Oberländer corrió tras él como un ratón furioso que quisiera morder los talones a una bestia colosal.
Goldman los siguió, reprimiendo una carcajada.
Alan Tanner se había sentado en el asiento del conductor para estar delante con su hermana. Cuando vio a Harley Barnes en la puerta de la casa, dijo:
—¿Apresaron al asesino, Mary?
—No lo sé —contestó con voz hueca; sonaba cansada.
—Se habría oído algún disparo.
—No lo sé.
—¿Ha habido agitación?
—Supongo que sí.
—¿Podrá entrar Goldman, Mary?
—Realmente no puedo decir nada. He perdido el hilo. Ya no veo nada —suspiró la mujer, al tiempo que movía la cabeza y se oprimía los ojos con la punta de los dedos.
—¡Oiga, Goldman! —gritó Max, bajando el cristal de la ventanilla.
El oficial se encontraba a mitad del prado. Se detuvo y miró hacia atrás.
—Mejor que se quede aquí —le dijo Max.
—Harley me necesita —repuso Goldman.
—Recuerde lo que le dijo mi esposa.
—Ya ha pasado todo. Nada me sucederá. Lo han atrapado.
—¿Está seguro de ello? —inquirió Max.
Pero Goldman ya se había vuelto y se encaminaba de nuevo hacia la casa.
—¿Mary? —dijo Alan.
—¿Hmmm?
—¿Te sientes bien?
—Bastante bien.
—No pareces estarlo.
—Simplemente cansada.
—Te está presionando demasiado —le dijo Alan afectuosamente. Ni siquiera se volvió a ver a Max. Hablaba como si su hermana y él estuvieran solos en el coche—. No se da cuenta de lo frágil que eres.
—Estoy bien —repitió Mary.
—No sabe cómo colaborar, cómo ayudarte a matizar las visiones. No tiene ninguna delicadeza, siempre te presiona bruscamente —insistió Alan.
«No dejas de ser un intrigante», pensó Max, mirando fijamente a su cuñado.
Por consideración a Mary no dijo nada, pues ésta se molestaba fácilmente cuando los dos hombres reñían. Parecía simular que creía que ambos se apreciaban, y aunque no se ponía totalmente del lado de Alan, siempre culpaba a Max cuando la disputa subía de tono.
Para olvidarse de Alan, Max se puso a estudiar la casa: un haz de luz salía a través de la puerta abierta, perfilando algunos de los arbustos.
—Quizá deberíamos poner el seguro de las puertas del coche —dijo.
—¿Poner el seguro de las puertas? —preguntó Mary, moviéndose de lado en su asiento y mirándolo fijamente.
—Para protegernos.
—No entiendo.
—¿Para protegernos de qué? —inquirió Alan.

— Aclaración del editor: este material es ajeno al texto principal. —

//! Tests for report output and configuration loading.

// Allow unwrap and panic in tests - these are standard for test code
#![allow(clippy::unwrap_used, clippy::panic)]

use pattern_grader::cli::{load_config, registry};
use pattern_grader::report::{
    FAIL_FILE, PASS_FILE, ReportHeader, render_json, render_report, render_summary, suggestions,
    write_report,
};
use pattern_grader_core::reference::COMPLETE;
use pattern_grader_core::{
    CheckEntry, ChainPreset, GradeError, GradeResult, GradingConfig, MergePolicy, Pipeline,
};
use std::io::Write;

fn result_with(passes: usize, failures: &[&str]) -> GradeResult {
    let mut result = GradeResult::new();
    for i in 0..passes {
        result.record(CheckEntry::pass("Factory Pattern", format!("check {i} ok"), 1));
    }
    for failure in failures {
        result.record(CheckEntry::fail("Singleton Pattern", *failure, 1));
    }
    result.add_detail("Starting Singleton Pattern validation");
    result
}

fn header() -> ReportHeader {
    ReportHeader::new("student.week01", "Basic Validation + Singleton Pattern")
}

// =============================================================================
// REPORT FILE TESTS
// =============================================================================

#[test]
fn test_passing_result_writes_pass_file() {
    let dir = tempfile::tempdir().unwrap();
    let path = write_report(dir.path(), &header(), &result_with(3, &[])).unwrap();

    assert_eq!(path.file_name().unwrap(), PASS_FILE);
    assert!(!dir.path().join(FAIL_FILE).exists());
    let text = std::fs::read_to_string(path).unwrap();
    assert!(text.contains("Status: PASS"));
    assert!(text.contains("Score: 100.0%"));
    assert!(!text.contains("IMPROVEMENT SUGGESTIONS"));
}

#[test]
fn test_stale_report_is_replaced() {
    let dir = tempfile::tempdir().unwrap();
    write_report(dir.path(), &header(), &result_with(3, &[])).unwrap();
    write_report(dir.path(), &header(), &result_with(1, &["boom"])).unwrap();

    assert!(!dir.path().join(PASS_FILE).exists());
    assert!(dir.path().join(FAIL_FILE).exists());
}

#[test]
fn test_output_directory_is_created() {
    let dir = tempfile::tempdir().unwrap();
    let nested = dir.path().join("reports").join("week01");
    let path = write_report(&nested, &header(), &result_with(0, &["boom"])).unwrap();
    assert_eq!(path, nested.join(FAIL_FILE));
}

// =============================================================================
// RENDERING TESTS
// =============================================================================

#[test]
fn test_report_summary_lists_five_failures() {
    let failures = ["f1", "f2", "f3", "f4", "f5", "f6", "f7"];
    let text = render_report(&header(), &result_with(1, &failures));

    assert!(text.contains("Status: FAIL"));
    assert!(text.contains("Tests: 1/8 passed"));
    assert!(text.contains("* f5\n"));
    assert!(!text.contains("* f6\n"));
    assert!(text.contains("* ... and 2 more issues (see details below)"));
    assert!(text.contains("[FAIL] f7"));
    assert!(text.contains("[PASS] check 0 ok"));
    assert!(text.contains("Starting Singleton Pattern validation"));
    assert!(text.ends_with("End of Grading Report\n=====================================\n"));
}

#[test]
fn test_console_summary_lists_three_issues() {
    let text = render_summary(&result_with(0, &["a", "b", "c", "d"]));
    assert!(text.contains("Status: FAIL"));
    assert!(text.contains("* c\n"));
    assert!(!text.contains("* d\n"));
    assert!(text.contains("* ... and 1 more issues"));
}

#[test]
fn test_suggestions_follow_failure_wording() {
    let result = result_with(
        0,
        &[
            "NodeManager should have a private constructor to prevent external instantiation",
            "Single instance is not thread-safe: 2 distinct instances",
        ],
    );
    let advice = suggestions(&result);
    assert_eq!(advice.len(), 2);
    assert!(advice[0].contains("constructor"));
    assert!(advice[1].contains("concurrent"));

    assert_eq!(suggestions(&result_with(0, &["zzz"])).len(), 2);
}

#[test]
fn test_json_carries_result() {
    let json = render_json(&header(), &result_with(2, &["boom"])).unwrap();
    let value: serde_json::Value = serde_json::from_str(&json).unwrap();

    assert_eq!(value["namespace"], "student.week01");
    assert_eq!(value["passed"], false);
    assert_eq!(value["score_tenths"], 666);
    assert_eq!(value["result"]["entries"].as_array().unwrap().len(), 3);
}

// =============================================================================
// CONFIG TESTS
// =============================================================================

#[test]
fn test_no_config_gives_defaults() {
    assert_eq!(load_config(None).unwrap(), GradingConfig::default());
}

#[test]
fn test_partial_toml_keeps_other_defaults() {
    let mut file = tempfile::NamedTempFile::new().unwrap();
    writeln!(
        file,
        r#"
merge_policy = "flag_prior_failure"

[factory]
capability = "Shape"
factory = "ShapeFactory"

[singleton]
callers = 8
"#
    )
    .unwrap();

    let config = load_config(Some(file.path())).unwrap();
    assert_eq!(config.merge_policy, MergePolicy::FlagPriorFailure);
    assert_eq!(config.factory.capability, "Shape");
    assert_eq!(config.factory.unknown_token, "UNKNOWN_TYPE");
    assert_eq!(config.singleton.callers, 8);
    assert_eq!(config.singleton.target, "NodeManager");
}

#[test]
fn test_invalid_config_is_rejected() {
    let mut file = tempfile::NamedTempFile::new().unwrap();
    writeln!(file, "[singleton]\ncallers = 0").unwrap();
    assert!(matches!(
        load_config(Some(file.path())),
        Err(GradeError::Config(_))
    ));

    let mut garbage = tempfile::NamedTempFile::new().unwrap();
    writeln!(garbage, "factory = [").unwrap();
    assert!(matches!(
        load_config(Some(garbage.path())),
        Err(GradeError::Config(_))
    ));
}

// =============================================================================
// END-TO-END
// =============================================================================

#[test]
fn test_reference_grading_writes_pass_file() {
    let dir = tempfile::tempdir().unwrap();
    let mut config = GradingConfig::default();
    config.singleton.callers = 8;
    let pipeline = Pipeline::with_preset(config, ChainPreset::Full);
    let result = pipeline.grade_or_terminal(&registry(), COMPLETE);

    let header = ReportHeader::new(COMPLETE, pipeline.category());
    let path = write_report(dir.path(), &header, &result).unwrap();
    assert_eq!(path.file_name().unwrap(), PASS_FILE);
}

#[test]
fn test_unknown_namespace_writes_fail_file() {
    let dir = tempfile::tempdir().unwrap();
    let pipeline = Pipeline::new(GradingConfig::default());
    let result = pipeline.grade_or_terminal(&registry(), "nobody.week01");

    let path = write_report(dir.path(), &header(), &result).unwrap();
    assert_eq!(path.file_name().unwrap(), FAIL_FILE);
    let text = std::fs::read_to_string(path).unwrap();
    assert!(text.contains("Grading could not start"));
}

—Todos los policías están dentro de la casa y ninguno de nosotros está armado.
—¿Acaso crees que necesitaremos un arma?
—Es posible.
—¿Tú también te estás volviendo visionario ahora? —preguntó Alan.
—Me temo que no hay nada psíquico en todo esto —dijo Max, con una sonrisa forzada—. Simplemente, sentido común.
Cerró la puerta de Mary y la suya y al ver que Alan no hacía otro tanto, aseguró ambas puertas del otro lado.
—¿Te sientes seguro ahora? —preguntó Alan.
Max guardó silencio y continuó mirando hacia la casa.
Barnes, Henderson y Oberländer entraron en el cuarto de la lavandería para examinar las manchas de sangre que había dejado el asesino.
La señorita Harrington no se despegaba del lado del jefe, resuelta a no perderse nada. Parecía estar encantada de que el loco la hubiera seleccionado a ella.
Dan Goldman prefirió permanecer en la cocina. Mientras Barnes explicaba cómo aquellas pocas pruebas coincidían con las visiones de la clarividente, el alcalde comenzaba a regocijarse. Harry Oberländer se sintió cohibido, luego ofendido. Pronto las puyas de ambos degenerarían en otra disputa, y Goldman ya estaba cansado de ello.
Además, la gran cocina merecía apreciarse con detenimiento. Había sido diseñada y amueblada por alguien a quien le encantaba cocinar y que podía permitirse el lujo de conseguir lo mejor.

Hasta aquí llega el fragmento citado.